2. Louis XIII : de la place promenade à la place royale

Ce changement urbain initié sous Henri IV est poursuivit pas son successeur Louis XIII. Il marque alors l’émergence d’un nouveau style architectural, l’architecture aux « trois couleurs ». Ce style se distingue par trois zones sur les bâtiments : l’entresol blanc, les étages en briquettes rouges et les toitures en ardoises bleues. Ce style est encore visible sur la place des Vosges, qui, contrairement à la place Dauphine, a conservé l’uniformité de ses façades grâce à une règle d’urbanisme stricte. La place devient progressivement un lieu de promenade pour l’aristocratie, notamment à partir de 1607, avec l’installation de leurs hôtels particuliers, attirés par la tranquillité et les belles vues.
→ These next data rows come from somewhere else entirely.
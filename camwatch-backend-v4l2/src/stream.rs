use std::io;
use std::sync::Arc;
use std::time::Duration;

use async_trait::async_trait;
use v4l::buffer::Type;

// 同时引入 Stream (用于 start/stop) 和 CaptureStream (用于 next)
use v4l::io::traits::{CaptureStream, Stream as V4lStream};

use camwatch_core::error::{CameraError, Result};
use camwatch_core::frame::{Frame, Timestamp};
use camwatch_core::traits::{Stream, StreamInfo};

/// 等待一帧的最长时间，超时算作一次读帧失败
const FRAME_TIMEOUT: Duration = Duration::from_secs(2);

pub struct V4l2Stream {
    inner: v4l::io::mmap::Stream<'static>,
    info: StreamInfo,
    is_streaming: bool,
    _dev: Arc<v4l::Device>,
}

// mmap 映射的缓冲区只在持有 &mut self 时访问
unsafe impl Send for V4l2Stream {}

impl V4l2Stream {
    pub fn new(dev: Arc<v4l::Device>, info: StreamInfo, buf_count: usize) -> Result<Self> {
        let mut stream =
            v4l::io::mmap::Stream::with_buffers(&dev, Type::VideoCapture, buf_count as u32)
                .map_err(CameraError::Io)?;
        stream.set_timeout(FRAME_TIMEOUT);

        Ok(Self {
            inner: stream,
            info,
            is_streaming: false,
            _dev: dev,
        })
    }
}

#[async_trait]
impl Stream for V4l2Stream {
    fn info(&self) -> StreamInfo {
        self.info
    }

    async fn start(&mut self) -> Result<()> {
        V4lStream::start(&mut self.inner).map_err(CameraError::Io)?;
        self.is_streaming = true;
        Ok(())
    }

    async fn stop(&mut self) -> Result<()> {
        if self.is_streaming {
            V4lStream::stop(&mut self.inner).map_err(CameraError::Io)?;
            self.is_streaming = false;
        }
        Ok(())
    }

    // DQBUF 会阻塞线程，交给调用方的专用读帧线程
    fn is_blocking(&self) -> bool {
        true
    }

    async fn next_frame(&mut self) -> Result<Frame<'_>> {
        if !self.is_streaming {
            return Err(CameraError::Io(io::Error::other("Stream not started")));
        }

        // 注意：V4L2 的 DQBUF 是阻塞调用 (最多 FRAME_TIMEOUT)
        let (buf, meta) = self
            .inner
            .next()
            .map_err(|e| CameraError::ReadFailed(e.to_string()))?;

        let hw_ns =
            (meta.timestamp.sec as u64 * 1_000_000_000) + (meta.timestamp.usec as u64 * 1_000);

        let len = (meta.bytesused as usize).min(buf.len());
        let stride = if self.info.format.is_compressed() {
            0
        } else {
            len / self.info.height.max(1) as usize
        };

        Ok(Frame {
            data: &buf[..len],
            width: self.info.width,
            height: self.info.height,
            stride,
            format: self.info.format,
            sequence: meta.sequence as u64,
            timestamp: Timestamp::now(hw_ns),
        })
    }
}
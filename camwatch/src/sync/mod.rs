//! 任务间同步原语

pub mod mailbox;
pub mod signal;

pub use mailbox::{Mailbox, MailboxReceiver};
pub use signal::Teardown;
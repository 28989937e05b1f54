//! 录像调度：相机进入 Running 时自动开始录像

use crate::config::RecordingConfig;
use camwatch::camera::Status;
use camwatch::manager::DeviceManager;
use camwatch::sync::Teardown;
use camwatch_core::source::CameraIdentity;
use chrono::{DateTime, Local};
use std::path::{Path, PathBuf};
use tokio::sync::mpsc;
use tokio::task::JoinHandle;
use tracing::{debug, error, info};

/// `<dir>/<identity>_<YYYYmmdd_HHMMSS>.mjpeg`
pub fn recording_path(dir: &Path, camera: &CameraIdentity, at: DateTime<Local>) -> PathBuf {
    dir.join(format!("{}_{}.mjpeg", camera, at.format("%Y%m%d_%H%M%S")))
}

/// 注册状态回调并启动调度任务
///
/// 回调运行在 manager 的 actor 上，只负责把事件转发到通道里。
pub async fn spawn_recorder(
    manager: &DeviceManager,
    config: RecordingConfig,
    shutdown: Teardown,
) -> camwatch::Result<JoinHandle<()>> {
    let (tx, mut rx) = mpsc::unbounded_channel::<CameraIdentity>();
    manager
        .add_notification_callback(move |snapshot| {
            if snapshot.status == Status::Running {
                let _ = tx.send(snapshot.identity().clone());
            }
        })
        .await?;

    let manager = manager.clone();
    Ok(tokio::spawn(async move {
        info!(dir = %config.dir.display(), motion_only = config.motion_only, "recording scheduler started");

        loop {
            let camera = tokio::select! {
                biased;
                _ = shutdown.fired() => break,
                camera = rx.recv() => match camera {
                    Some(camera) => camera,
                    None => break,
                },
            };

            // 1. 相机可能在事件到达之前又掉线了
            let handle = match manager.camera(&camera).await {
                Ok(handle) => handle,
                Err(e) => {
                    debug!(camera = %camera, "not recording: {}", e);
                    continue;
                }
            };

            // 2. 每次运行一个录像任务，随相机拆除或服务器关闭结束
            let path = recording_path(&config.dir, &camera, Local::now());
            let motion_only = config.motion_only;
            let cancel = shutdown.child();
            tokio::spawn(async move {
                match handle.record_video(&path, motion_only, &cancel).await {
                    Ok(summary) => info!(
                        camera = %camera,
                        path = %path.display(),
                        written = summary.frames_written,
                        "recording saved"
                    ),
                    Err(e) => error!(camera = %camera, path = %path.display(), "recording failed: {}", e),
                }
            });
        }

        debug!("recording scheduler stopped");
    }))
}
La place Royale, initialement un espace marchand, se transforme en un lieu résidentiel avec la fermeture de la manufacture de soie et l’ajout d’une statue royale en 1639, sous l’impulsion du cardinal de Richelieu. Cette statue symbolise la proximité avec le pouvoir. La place Dauphine, bien qu’elle ne possède pas de statue en son centre, fait face à celle du Pont-Neuf, visible de loin. Si certains projets de places royales, comme la place de France, n’ont pas abouti à cause de l’assassinat d’Henri IV, ses successeurs continuent de développer ces places en accentuant l’importance des statues royales, transformant peu à peu ces espaces fermés en lieux ouverts.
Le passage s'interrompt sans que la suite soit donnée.